I had a meeting this morning with business people from the new Local Enterprise Partnership, which covers the former Avon/ West of England Partnership area.

LEPS are something introduced by the Government following the abolition of the Regional Development Agencies, when it became clear that actually RDAs did do some useful things and giving local economic development a sense of strategic direction was one of them. Unlike the RDAs however, there is no money behind them. The board members are unpaid (for this role, they have ‘proper’ jobs elsewhere), have no financial resources, and as yet have no office. The acting director is on secondment from South Gloucs council. Some staff will be recruited, I assume funded by the four local authorities, but it will be a very small operation.

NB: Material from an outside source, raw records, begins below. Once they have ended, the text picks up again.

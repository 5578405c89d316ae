//! Runtime-facing operations on object locks.
//!
//! These free functions drive the lock-word state machine: the uncontended
//! paths are a CAS or a plain store on the word, contention falls back to
//! bounded spinning and then suspend-the-owner inflation, and everything past
//! inflation delegates to the [`Monitor`](monitor::Monitor) record.

pub mod introspect;
pub mod lock_word;
pub mod monitor;
pub mod registry;

use std::time::Duration;

use thiserror::Error;

use crate::objectmodel::ObjectReference;
use crate::sync::lock_word::{LockState, LockWord, THIN_LOCK_MAX_COUNT};
use crate::sync::monitor::{failed_unlock, Monitor};
use crate::threads::{Thread, ThreadState, VmThread, INVALID_THREAD_ID};
use crate::{Runtime, ThreadOf};

/// Pause between spin attempts on a thin lock held by another thread.
const SPIN_SLEEP: Duration = Duration::from_nanos(1_000);

/// Errors surfaced to the embedding runtime, which converts them into managed
/// exceptions on the calling thread. Contention is not an error and nothing
/// here is retried internally.
#[derive(Debug, Error)]
pub enum SyncError {
    #[error("{0}")]
    IllegalMonitorState(String),
    #[error("timeout arguments out of range: ms={ms} ns={ns}")]
    IllegalArgument { ms: i64, ns: i32 },
    #[error("interrupted")]
    Interrupted,
}

impl SyncError {
    pub(crate) fn illegal_monitor_state(message: &str) -> Self {
        Self::IllegalMonitorState(message.to_string())
    }
}

/// Acquires `obj`'s monitor, blocking until it is held.
///
/// Lock-free on the uncontended transitions; a thin lock held by another
/// thread is spun on for a bounded budget and then inflated on the owner's
/// behalf after suspending it, so this thread can park on the monitor's
/// contenders condition instead of burning cycles.
pub fn enter<R: Runtime>(thread: VmThread, obj: ObjectReference) {
    let tid = ThreadOf::<R>::id(thread);
    let max_spins = R::lockkit().options().max_spins_before_inflation;
    let header = obj.header();
    let mut contention_count = 0u32;
    loop {
        let word = header.lock_word();
        match word.state() {
            LockState::Unlocked => {
                let thin = LockWord::from_thin_lock(tid, 0);
                if header.cas_lock_word(word, thin) {
                    return;
                }
            }
            LockState::ThinLocked { owner, count } => {
                if owner == tid {
                    if count + 1 < THIN_LOCK_MAX_COUNT {
                        // Only the owner writes the recursion, no CAS needed.
                        header.set_lock_word(LockWord::from_thin_lock(tid, count + 1));
                        return;
                    }
                    // The count is about to hit the thin ceiling; switch to a
                    // monitor, which carries the recursion unbounded.
                    Monitor::<R>::inflate(thread, thread, obj);
                } else {
                    let sync = ThreadOf::<R>::sync(thread);
                    sync.set_monitor_enter_object(Some(obj));
                    contention_count += 1;
                    if contention_count <= max_spins {
                        std::thread::sleep(SPIN_SLEEP);
                    } else {
                        contention_count = 0;
                        // Out of spin budget: stop the owner and inflate on
                        // its behalf. Blocked state first, so the GC is free
                        // to run while we wait on the suspension.
                        ThreadOf::<R>::transition_from_runnable_to_suspended(
                            thread,
                            ThreadState::Blocked,
                        );
                        if header.lock_word() == word {
                            if let Some(owner_thread) = R::suspend_thread_by_id(owner) {
                                // The owner may have released or inflated
                                // before the suspension landed.
                                let reread = header.lock_word();
                                if matches!(
                                    reread.state(),
                                    LockState::ThinLocked { owner: o, .. } if o == owner
                                ) {
                                    Monitor::<R>::inflate(thread, owner_thread, obj);
                                }
                                R::resume(owner_thread);
                            }
                        }
                        ThreadOf::<R>::transition_from_suspended_to_runnable(thread);
                    }
                    sync.set_monitor_enter_object(None);
                }
            }
            LockState::FatLocked { monitor } => {
                Monitor::<R>::from_ref(monitor).lock(thread);
                return;
            }
        }
    }
}

/// Releases one acquisition of `obj`'s monitor.
pub fn exit<R: Runtime>(thread: VmThread, obj: ObjectReference) -> Result<(), SyncError> {
    let header = obj.header();
    let word = header.lock_word();
    match word.state() {
        LockState::Unlocked => Err(failed_unlock::<R>(
            Some(obj),
            thread,
            VmThread::NULL,
            None,
        )),
        LockState::ThinLocked { owner, count } => {
            let tid = ThreadOf::<R>::id(thread);
            if owner != tid {
                let found = R::find_thread_by_id(owner).unwrap_or(VmThread::NULL);
                Err(failed_unlock::<R>(Some(obj), thread, found, None))
            } else {
                // Owner-private transition: a plain store suffices.
                if count != 0 {
                    header.set_lock_word(LockWord::from_thin_lock(tid, count - 1));
                } else {
                    header.set_lock_word(LockWord::UNLOCKED);
                }
                Ok(())
            }
        }
        LockState::FatLocked { monitor } => Monitor::<R>::from_ref(monitor).unlock(thread),
    }
}

/// Waits on `obj`'s monitor, inflating a held thin lock first (waiters only
/// exist on the inflated form). `why` must be a waiting kind and selects the
/// suspended state the waiter parks in.
pub fn wait<R: Runtime>(
    thread: VmThread,
    obj: ObjectReference,
    ms: i64,
    ns: i32,
    interruptible: bool,
    why: ThreadState,
) -> Result<(), SyncError> {
    let header = obj.header();
    let mut word = header.lock_word();
    match word.state() {
        LockState::Unlocked => {
            return Err(SyncError::illegal_monitor_state(
                "object not locked by thread before wait()",
            ));
        }
        LockState::ThinLocked { owner, .. } => {
            if owner != ThreadOf::<R>::id(thread) {
                return Err(SyncError::illegal_monitor_state(
                    "object not locked by thread before wait()",
                ));
            }
            // We own the thin lock; inflate so there is a wait set to join.
            Monitor::<R>::inflate(thread, thread, obj);
            word = header.lock_word();
        }
        LockState::FatLocked { .. } => {}
    }
    match word.state() {
        LockState::FatLocked { monitor } => {
            Monitor::<R>::from_ref(monitor).wait(thread, ms, ns, interruptible, why)
        }
        // Inflation published a fat word before returning.
        _ => unreachable!("lock word not fat after inflation"),
    }
}

/// Wakes one waiter on `obj`'s monitor.
pub fn notify<R: Runtime>(thread: VmThread, obj: ObjectReference) -> Result<(), SyncError> {
    notify_on::<R>(thread, obj, false)
}

/// Wakes every waiter on `obj`'s monitor.
pub fn notify_all<R: Runtime>(thread: VmThread, obj: ObjectReference) -> Result<(), SyncError> {
    notify_on::<R>(thread, obj, true)
}

fn notify_on<R: Runtime>(
    thread: VmThread,
    obj: ObjectReference,
    all: bool,
) -> Result<(), SyncError> {
    let word = obj.header().lock_word();
    match word.state() {
        LockState::Unlocked => Err(SyncError::illegal_monitor_state(
            "object not locked by thread before notify()",
        )),
        LockState::ThinLocked { owner, .. } => {
            if owner != ThreadOf::<R>::id(thread) {
                Err(SyncError::illegal_monitor_state(
                    "object not locked by thread before notify()",
                ))
            } else {
                // A thin lock has no monitor and therefore no waiters.
                Ok(())
            }
        }
        LockState::FatLocked { monitor } => {
            let monitor = Monitor::<R>::from_ref(monitor);
            if all {
                monitor.notify_all(thread)
            } else {
                monitor.notify(thread)
            }
        }
    }
}

/// The tid of the thread holding `obj`'s monitor, or [`INVALID_THREAD_ID`].
pub fn owner_tid<R: Runtime>(obj: ObjectReference) -> u32 {
    match obj.header().lock_word().state() {
        LockState::Unlocked => INVALID_THREAD_ID,
        LockState::ThinLocked { owner, .. } => owner,
        LockState::FatLocked { monitor } => Monitor::<R>::from_ref(monitor).owner_thread_id(),
    }
}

My main questions to the LEP board members this morning were about Bristol’s new Local Enterprise Zone. (NB These were definitely called Local Economic Zones when announced in the spring Budget, but no-one could remember this, and everyone kept calling them Enterprise Zones so it now seems to have become official.) In the Budget it was announced that Bristol was one of the local areas that would definitely get a Zone. The Zone means that businesses (under a certain size) can locate there rent-free for 4-5 years, there will be reduced red tape/ planning controls, and access to high-speed broadband. And the local authority gets to keep all the business rates from the Zone for the next 25 years. So there’s not actually a pot of new money attached as such, but there is a future stream of additional funding.

Here’s the question I asked about it on March 28th in the Commons:


Kerry McCarthy (Bristol East, Labour)

The right hon. Gentleman mentioned three cities having local enterprise zones, but he did not mention Bristol, although that was one of the 12 listed in the Budget. It is somewhat surprising that the Secretary of State for Business, Innovation and Skills was in Bristol on Friday but did not, as far as I am aware, tell us where the local enterprise zone is going to be. Can the right hon. Gentleman enlighten me?

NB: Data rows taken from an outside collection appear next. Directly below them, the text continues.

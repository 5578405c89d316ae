//! Thread handles and the per-thread synchronization state lockkit owns.
//!
//! The embedding runtime represents threads however it likes; lockkit sees
//! them as opaque [`VmThread`] handles and reaches the state it needs through
//! the [`Thread`] contract. The one piece of thread state this crate owns is
//! [`ThreadSync`], which the runtime embeds in its thread object and hands
//! back from [`Thread::sync`].

use std::sync::atomic::{AtomicUsize, Ordering};

use parking_lot::{Condvar, Mutex};

use crate::objectmodel::ObjectReference;
use crate::sync::lock_word::MonitorRef;
use crate::Runtime;

/// Thread id zero is never assigned.
pub const INVALID_THREAD_ID: u32 = 0;

/// An opaque handle to a runtime thread. The embedding runtime chooses the
/// representation (typically the address of its thread object); lockkit only
/// stores, copies and compares these.
#[derive(Clone, Copy, PartialEq, Eq, Hash, Debug)]
#[repr(transparent)]
pub struct VmThread(usize);

impl VmThread {
    pub const NULL: VmThread = VmThread(0);

    pub fn from_raw(raw: usize) -> Self {
        Self(raw)
    }

    pub fn as_raw(self) -> usize {
        self.0
    }

    pub fn is_null(self) -> bool {
        self.0 == 0
    }
}

/// Runtime thread states this subsystem transitions through or reports on.
/// `Waiting`, `TimedWaiting` and `Sleeping` double as the `why` argument of
/// wait: they name the suspended state the waiter parks in.
#[derive(Clone, Copy, PartialEq, Eq, Debug)]
pub enum ThreadState {
    Runnable,
    /// Blocked trying to acquire a monitor.
    Blocked,
    /// Inside an untimed wait.
    Waiting,
    /// Inside a timed wait.
    TimedWaiting,
    /// Inside a sleep implemented as a timed wait on the thread's own lock.
    Sleeping,
}

impl ThreadState {
    pub fn is_waiting_kind(self) -> bool {
        matches!(
            self,
            ThreadState::Waiting | ThreadState::TimedWaiting | ThreadState::Sleeping
        )
    }
}

pub(crate) struct WaitState {
    /// Monitor this thread is blocked on inside wait, if any. While this is
    /// set, a notifier or interrupter must signal `wait_cond` to wake the
    /// thread.
    pub wait_monitor: Option<MonitorRef>,
    pub interrupted: bool,
}

/// Per-thread wait machinery. Touched by other threads only while holding
/// `wait_mutex`, which must be obtainable even when the thread is suspended.
pub struct ThreadSync {
    pub(crate) wait_mutex: Mutex<WaitState>,
    pub(crate) wait_cond: Condvar,
    /// Link while queued in some monitor's wait set. Guarded by that
    /// monitor's internal mutex, not by `wait_mutex`.
    wait_next: AtomicUsize,
    /// Object a contended acquire is currently entering, for diagnostics.
    monitor_enter_object: AtomicUsize,
}

impl ThreadSync {
    pub fn new() -> Self {
        Self {
            wait_mutex: Mutex::new(WaitState {
                wait_monitor: None,
                interrupted: false,
            }),
            wait_cond: Condvar::new(),
            wait_next: AtomicUsize::new(0),
            monitor_enter_object: AtomicUsize::new(0),
        }
    }

    /// Delivers an interrupt: sets the flag and wakes the thread if it is
    /// parked in a wait.
    pub fn interrupt(&self) {
        let mut state = self.wait_mutex.lock();
        state.interrupted = true;
        self.wait_cond.notify_one();
    }

    pub fn is_interrupted(&self) -> bool {
        self.wait_mutex.lock().interrupted
    }

    pub fn set_interrupted(&self, value: bool) {
        self.wait_mutex.lock().interrupted = value;
    }

    /// Monitor the thread is currently waiting on, if any.
    pub fn wait_monitor(&self) -> Option<MonitorRef> {
        self.wait_mutex.lock().wait_monitor
    }

    /// Wakes the thread without touching the interrupt flag. Used by
    /// notify-all, which delivers a wake to every dequeued waiter.
    pub(crate) fn wake(&self) {
        let _state = self.wait_mutex.lock();
        self.wait_cond.notify_one();
    }

    pub(crate) fn wait_next(&self) -> VmThread {
        VmThread::from_raw(self.wait_next.load(Ordering::Relaxed))
    }

    pub(crate) fn set_wait_next(&self, next: VmThread) {
        self.wait_next.store(next.as_raw(), Ordering::Relaxed);
    }

    pub(crate) fn monitor_enter_object(&self) -> Option<ObjectReference> {
        ObjectReference::from_raw(self.monitor_enter_object.load(Ordering::Relaxed))
    }

    pub(crate) fn set_monitor_enter_object(&self, obj: Option<ObjectReference>) {
        self.monitor_enter_object
            .store(obj.map_or(0, ObjectReference::as_raw), Ordering::Relaxed);
    }
}

impl Default for ThreadSync {
    fn default() -> Self {
        Self::new()
    }
}

/// A method/instruction-offset pair identifying a lock-acquire site, recorded
/// while lock profiling is enabled.
#[derive(Clone, Copy, PartialEq, Eq, Debug)]
pub struct ProfileSite {
    pub method: MethodId,
    pub pc: u32,
}

/// Opaque method identifier supplied by the embedding runtime.
#[derive(Clone, Copy, PartialEq, Eq, Hash, Debug)]
#[repr(transparent)]
pub struct MethodId(pub usize);

/// Per-thread contract the embedding runtime implements.
pub trait Thread<R: Runtime>: 'static {
    /// Stable positive thread id. Must fit the thin-lock owner field; zero is
    /// reserved as [`INVALID_THREAD_ID`].
    fn id(thread: VmThread) -> u32;

    /// The lockkit-owned sync state embedded in the runtime's thread object.
    fn sync<'a>(thread: VmThread) -> &'a ThreadSync;

    fn state(thread: VmThread) -> ThreadState;

    /// Runnable -> suspended transition. Past this point the GC may scan the
    /// thread's stack; the thread touches no heap references until it
    /// transitions back.
    fn transition_from_runnable_to_suspended(thread: VmThread, why: ThreadState);

    /// Suspended -> runnable transition. May stall at a safepoint if a GC is
    /// in progress.
    fn transition_from_suspended_to_runnable(thread: VmThread);

    /// Whether the thread is currently suspended by the registry. Inflating
    /// another thread's thin lock is only sound while this holds.
    fn is_suspended(thread: VmThread) -> bool;

    /// Where the thread is currently executing, for lock profiling.
    fn current_location(thread: VmThread) -> Option<ProfileSite> {
        let _ = thread;
        None
    }

    /// Short human-readable form used in diagnostics.
    fn describe(thread: VmThread) -> String;
}

#[cfg(test)]
mod tests {
    use super::*;

    #[test]
    fn interrupt_sets_and_clears() {
        let sync = ThreadSync::new();
        assert!(!sync.is_interrupted());
        sync.interrupt();
        assert!(sync.is_interrupted());
        sync.set_interrupted(false);
        assert!(!sync.is_interrupted());
    }

    #[test]
    fn wait_next_defaults_null() {
        let sync = ThreadSync::new();
        assert!(sync.wait_next().is_null());
        sync.set_wait_next(VmThread::from_raw(0x1000));
        assert_eq!(sync.wait_next().as_raw(), 0x1000);
    }
}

Eric Pickles (Secretary of State, Communities and Local Government; Brentwood and Ongar, Conservative)

This is a very clear example of the difference between how we do business and how the Opposition did business. We are not going to tell the people of Bristol where the enterprise zones will go – they are going to tell us.

The decision has now been made by the people of Bristol  the LEP that Bristol’s Zone will be in Temple Quarter, and will extend out as far as Paintworks along the A4, but won’t include all of Paintworks, as some of it has already been developed to its full potential. (I learned this on Friday when I met with the developers of the old Royal Mail sorting office near Temple Meads station for an update on progress/ lack of. Good news on that front, they’re hoping to move in by next May so there should be visible signs of things happening very soon. I – and the local ward councillors who were also at the meeting – will be working with them to try to smooth out some of the obstacles preventing them from getting on with it.)

The process for deciding where the Zone would be was apparently made as follows. There were various expressions of interest from the local authorities and the Business Advisory Group (six in total). PWC came in to do some independent scrutiny of the process. The Chief Execs of the four councils were consulted. Last Tuesday a mass of information on each of the six areas went to the LEP Board, and they decided on Temple Quarter. (They were on a deadline of Thursday last week, imposed by central Government, so the decision had to be made quickly).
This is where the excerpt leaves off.